[The input]
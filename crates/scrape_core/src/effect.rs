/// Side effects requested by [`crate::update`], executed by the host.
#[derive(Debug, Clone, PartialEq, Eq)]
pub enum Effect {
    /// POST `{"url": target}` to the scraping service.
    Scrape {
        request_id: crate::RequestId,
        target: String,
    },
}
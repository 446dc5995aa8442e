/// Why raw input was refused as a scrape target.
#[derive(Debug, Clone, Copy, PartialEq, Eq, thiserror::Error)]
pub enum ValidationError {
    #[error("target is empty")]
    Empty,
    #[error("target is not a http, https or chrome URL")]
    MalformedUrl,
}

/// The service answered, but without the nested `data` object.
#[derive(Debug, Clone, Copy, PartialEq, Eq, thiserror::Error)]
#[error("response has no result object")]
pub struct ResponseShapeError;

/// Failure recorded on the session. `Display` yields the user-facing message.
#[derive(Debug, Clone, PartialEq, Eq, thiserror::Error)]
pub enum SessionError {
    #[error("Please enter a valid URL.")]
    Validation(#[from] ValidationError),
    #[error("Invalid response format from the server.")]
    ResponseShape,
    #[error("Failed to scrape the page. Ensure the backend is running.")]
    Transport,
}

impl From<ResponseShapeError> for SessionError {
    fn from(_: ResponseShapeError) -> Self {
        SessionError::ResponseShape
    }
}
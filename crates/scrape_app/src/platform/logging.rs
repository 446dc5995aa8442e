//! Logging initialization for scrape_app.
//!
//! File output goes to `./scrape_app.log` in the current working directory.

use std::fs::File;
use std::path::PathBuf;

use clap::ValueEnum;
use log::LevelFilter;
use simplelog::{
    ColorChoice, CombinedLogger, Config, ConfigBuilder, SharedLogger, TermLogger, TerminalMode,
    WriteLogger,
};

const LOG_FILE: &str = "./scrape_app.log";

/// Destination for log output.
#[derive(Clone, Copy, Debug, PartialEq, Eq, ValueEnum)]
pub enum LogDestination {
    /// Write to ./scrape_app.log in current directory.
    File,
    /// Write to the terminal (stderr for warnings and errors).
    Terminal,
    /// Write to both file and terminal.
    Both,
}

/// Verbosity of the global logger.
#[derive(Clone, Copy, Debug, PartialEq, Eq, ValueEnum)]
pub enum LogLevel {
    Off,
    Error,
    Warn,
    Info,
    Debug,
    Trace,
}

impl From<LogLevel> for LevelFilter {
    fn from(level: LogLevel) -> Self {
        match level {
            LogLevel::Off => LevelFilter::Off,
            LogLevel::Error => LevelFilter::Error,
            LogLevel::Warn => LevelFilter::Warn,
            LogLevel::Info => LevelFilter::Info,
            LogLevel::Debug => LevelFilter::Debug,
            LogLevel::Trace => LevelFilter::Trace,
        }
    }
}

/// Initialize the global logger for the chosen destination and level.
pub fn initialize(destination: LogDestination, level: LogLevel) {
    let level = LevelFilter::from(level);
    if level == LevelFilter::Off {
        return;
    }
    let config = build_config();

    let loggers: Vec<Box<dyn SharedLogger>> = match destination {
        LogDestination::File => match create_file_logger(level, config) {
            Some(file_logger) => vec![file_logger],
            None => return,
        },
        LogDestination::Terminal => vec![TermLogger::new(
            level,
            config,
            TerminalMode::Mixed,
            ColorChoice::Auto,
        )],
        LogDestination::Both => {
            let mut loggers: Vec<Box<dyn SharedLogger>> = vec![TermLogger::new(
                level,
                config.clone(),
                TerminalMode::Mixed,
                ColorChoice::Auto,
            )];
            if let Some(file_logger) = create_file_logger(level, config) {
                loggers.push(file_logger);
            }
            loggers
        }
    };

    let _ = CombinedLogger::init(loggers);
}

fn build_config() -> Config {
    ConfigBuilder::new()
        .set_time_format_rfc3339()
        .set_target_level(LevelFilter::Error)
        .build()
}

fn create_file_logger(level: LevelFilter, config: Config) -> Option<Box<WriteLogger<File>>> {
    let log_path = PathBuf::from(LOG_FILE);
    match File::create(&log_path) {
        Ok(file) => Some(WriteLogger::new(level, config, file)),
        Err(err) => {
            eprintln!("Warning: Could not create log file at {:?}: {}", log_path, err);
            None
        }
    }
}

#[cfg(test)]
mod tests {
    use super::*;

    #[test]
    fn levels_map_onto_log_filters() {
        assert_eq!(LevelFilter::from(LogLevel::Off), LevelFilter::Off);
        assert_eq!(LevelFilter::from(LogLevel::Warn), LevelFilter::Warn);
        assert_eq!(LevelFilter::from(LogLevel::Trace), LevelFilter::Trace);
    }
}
[/The input]
What the exercise asks: Begin with the line that contains "let config = build_config();" and end with the last line of the material above. Set down that range exactly.

Reply to the task:
    let config = build_config();

    let loggers: Vec<Box<dyn SharedLogger>> = match destination {
        LogDestination::File => match create_file_logger(level, config) {
            Some(file_logger) => vec![file_logger],
            None => return,
        },
        LogDestination::Terminal => vec![TermLogger::new(
            level,
            config,
            TerminalMode::Mixed,
            ColorChoice::Auto,
        )],
        LogDestination::Both => {
            let mut loggers: Vec<Box<dyn SharedLogger>> = vec![TermLogger::new(
                level,
                config.clone(),
                TerminalMode::Mixed,
                ColorChoice::Auto,
            )];
            if let Some(file_logger) = create_file_logger(level, config) {
                loggers.push(file_logger);
            }
            loggers
        }
    };

    let _ = CombinedLogger::init(loggers);
}

fn build_config() -> Config {
    ConfigBuilder::new()
        .set_time_format_rfc3339()
        .set_target_level(LevelFilter::Error)
        .build()
}

fn create_file_logger(level: LevelFilter, config: Config) -> Option<Box<WriteLogger<File>>> {
    let log_path = PathBuf::from(LOG_FILE);
    match File::create(&log_path) {
        Ok(file) => Some(WriteLogger::new(level, config, file)),
        Err(err) => {
            eprintln!("Warning: Could not create log file at {:?}: {}", log_path, err);
            None
        }
    }
}

#[cfg(test)]
mod tests {
    use super::*;

    #[test]
    fn levels_map_onto_log_filters() {
        assert_eq!(LevelFilter::from(LogLevel::Off), LevelFilter::Off);
        assert_eq!(LevelFilter::from(LogLevel::Warn), LevelFilter::Warn);
        assert_eq!(LevelFilter::from(LogLevel::Trace), LevelFilter::Trace);
    }
}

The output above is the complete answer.